- [TASK INSTRUCTIONS]:
Show all lines of the listing that contain the word "receive".

· · · · · · ·

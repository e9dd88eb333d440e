//! Report assembly: ordered award lines, independent of destination
//! markup. A thin markdown decorator for the chat surface lives at the
//! bottom.

use std::collections::BTreeSet;

use crate::awards::{self, AwardResult};
use crate::classify::ActionRecord;
use crate::time::format_elapsed;
use crate::window::QuestWindow;

/// Assemble the report as plain lines in the documented order: title,
/// separator, elapsed time, participant count, the damage/item awards,
/// separator, the spell awards. Categories without qualifying data
/// contribute no line. Deterministic for a given record set.
pub fn format_report(window: &QuestWindow, records: &[ActionRecord], header: &str) -> Vec<String> {
    let mut lines = Vec::new();

    match window.quest_name() {
        Some(name) => lines.push(format!("{}: {}", header, name)),
        None => lines.push(header.to_string()),
    }
    lines.push(String::new());

    if let (Some(first), Some(last)) = (
        records.iter().map(|r| r.timestamp).min(),
        records.iter().map(|r| r.timestamp).max(),
    ) {
        lines.push(format!("Quest lasted {}.", format_elapsed(last - first)));
        let participants: BTreeSet<&str> = records.iter().map(|r| r.user.as_str()).collect();
        lines.push(format!("{} participants", participants.len()));
    }

    let battle: Vec<String> = [
        awards::most_brutal(records),
        awards::first_hit(records),
        awards::hardest_hit(records),
        awards::stop_hitting_yourself(records),
        awards::shiny_hoarder(records),
    ]
    .into_iter()
    .flatten()
    .map(|a| award_line(&a))
    .collect();

    let mut spells: Vec<String> = awards::CAST_AWARDS
        .iter()
        .filter_map(|(title, spell)| awards::most_casts_of(records, title, spell))
        .map(|a| award_line(&a))
        .collect();
    if let Some(supportive) = awards::most_supportive(records) {
        spells.push(award_line(&supportive));
    }

    lines.extend(battle.iter().cloned());
    if !battle.is_empty() && !spells.is_empty() {
        lines.push(String::new());
    }
    lines.extend(spells);

    lines
}

/// "Most Brutal: Alice with 30 total damage" or, tied,
/// "Most Brutal: Tie! Alice and Bob with 30 total damage each".
fn award_line(award: &AwardResult) -> String {
    let names = join_names(&award.winners);
    let count = format_count(award.count);
    if award.is_tie() {
        format!(
            "{}: Tie! {} with {} {} each",
            award.title, names, count, award.label
        )
    } else {
        format!("{}: {} with {} {}", award.title, names, count, award.label)
    }
}

fn join_names(names: &BTreeSet<String>) -> String {
    let names: Vec<&str> = names.iter().map(String::as_str).collect();
    match names.len() {
        0 => String::new(),
        1 => names[0].to_string(),
        _ => format!(
            "{} and {}",
            names[..names.len() - 1].join(", "),
            names[names.len() - 1]
        ),
    }
}

/// Whole counts render without a decimal point, fractional damage keeps it.
fn format_count(count: f64) -> String {
    if count.fract() == 0.0 {
        format!("{}", count as i64)
    } else {
        format!("{}", count)
    }
}

/// Decorate plain report lines for the chat surface: bold title, real
/// newlines between lines.
pub fn to_chat_markdown(lines: &[String]) -> String {
    let mut out = Vec::with_capacity(lines.len());
    for (idx, line) in lines.iter().enumerate() {
        if idx == 0 && !line.is_empty() {
            out.push(format!("**{}**", line));
        } else {
            out.push(line.clone());
        }
    }
    out.join("\n")
}

#[cfg(test)]
mod tests {
    use super::*;
    use crate::chat::ChatMessage;
    use crate::classify::classify_all;
    use crate::window::extract_window;

    fn scenario_transcript() -> Vec<ChatMessage> {
        vec![
            ChatMessage::system(
                "You defeated the Dragon! The quest, Dragon Hunt, has ended. You all receive the rewards.",
                1300,
            ),
            ChatMessage::system("`Bob` casts Blessing on the party.", 1200),
            ChatMessage::system(
                "`Alice` attacks Dragon for 10 damage and the party takes 2 damage.",
                1100,
            ),
            ChatMessage::system("Fighting alongside Knight Fiona, your Quest, Dragon Hunt, has Started!", 1000),
        ]
    }

    #[test]
    fn test_scenario_report() {
        let window = extract_window(&scenario_transcript(), 1).unwrap();
        assert_eq!(window.messages.len(), 4);
        let records = classify_all(&window.messages);
        assert_eq!(records.len(), 2);

        let lines = format_report(&window, &records, "Quest Report");
        assert_eq!(lines[0], "Quest Report: Dragon Hunt");
        assert_eq!(lines[1], "");
        assert_eq!(lines[2], "Quest lasted 0 minutes.");
        assert_eq!(lines[3], "2 participants");
        assert!(lines.contains(&"Most Brutal: Alice with 10 total damage".to_string()));
        assert!(lines.contains(&"Most Healing: Bob with 1 casts".to_string()));
        // no item line, no refreshing line, etc.
        assert!(!lines.iter().any(|l| l.starts_with("Shiny Hoarder")));
        assert!(!lines.iter().any(|l| l.starts_with("Most Refreshing")));
    }

    #[test]
    fn test_tie_rendering() {
        let transcript = vec![
            ChatMessage::system("Done! The quest, Rat Patrol, has ended. You all receive the rewards.", 400),
            ChatMessage::system("`Bob` attacks Rat for 10 damage.", 300),
            ChatMessage::system("`Alice` attacks Rat for 10 damage.", 200),
            ChatMessage::system("Your Quest, Rat Patrol, has Started!", 100),
        ];
        let window = extract_window(&transcript, 1).unwrap();
        let records = classify_all(&window.messages);
        let lines = format_report(&window, &records, "Quest Report");
        assert!(lines
            .contains(&"Most Brutal: Tie! Alice and Bob with 10 total damage each".to_string()));
    }

    #[test]
    fn test_report_is_deterministic() {
        let window = extract_window(&scenario_transcript(), 1).unwrap();
        let records = classify_all(&window.messages);
        let a = format_report(&window, &records, "Quest Report");
        let b = format_report(&window, &records, "Quest Report");
        assert_eq!(a, b);
    }

    #[test]
    fn test_separator_between_award_groups() {
        let window = extract_window(&scenario_transcript(), 1).unwrap();
        let records = classify_all(&window.messages);
        let lines = format_report(&window, &records, "Quest Report");
        let brutal = lines.iter().position(|l| l.starts_with("Most Brutal")).unwrap();
        let healing = lines.iter().position(|l| l.starts_with("Most Healing")).unwrap();
        // blank line between the battle group and the spell group
        assert!(lines[brutal + 1..healing].contains(&String::new()));
    }

    #[test]
    fn test_markdown_decoration() {
        let lines = vec!["Quest Report: Dragon Hunt".to_string(), String::new(), "x".to_string()];
        let md = to_chat_markdown(&lines);
        assert!(md.starts_with("**Quest Report: Dragon Hunt**\n"));
        assert!(md.ends_with("\nx"));
    }

    #[test]
    fn test_three_way_tie_name_join() {
        let names: BTreeSet<String> =
            ["Alice", "Bob", "Cara"].iter().map(|s| s.to_string()).collect();
        assert_eq!(join_names(&names), "Alice, Bob and Cara");
    }
}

· · · · · · ·

- [TASK OUTPUT]:
                "You defeated the Dragon! The quest, Dragon Hunt, has ended. You all receive the rewards.",
            ChatMessage::system("Done! The quest, Rat Patrol, has ended. You all receive the rewards.", 400),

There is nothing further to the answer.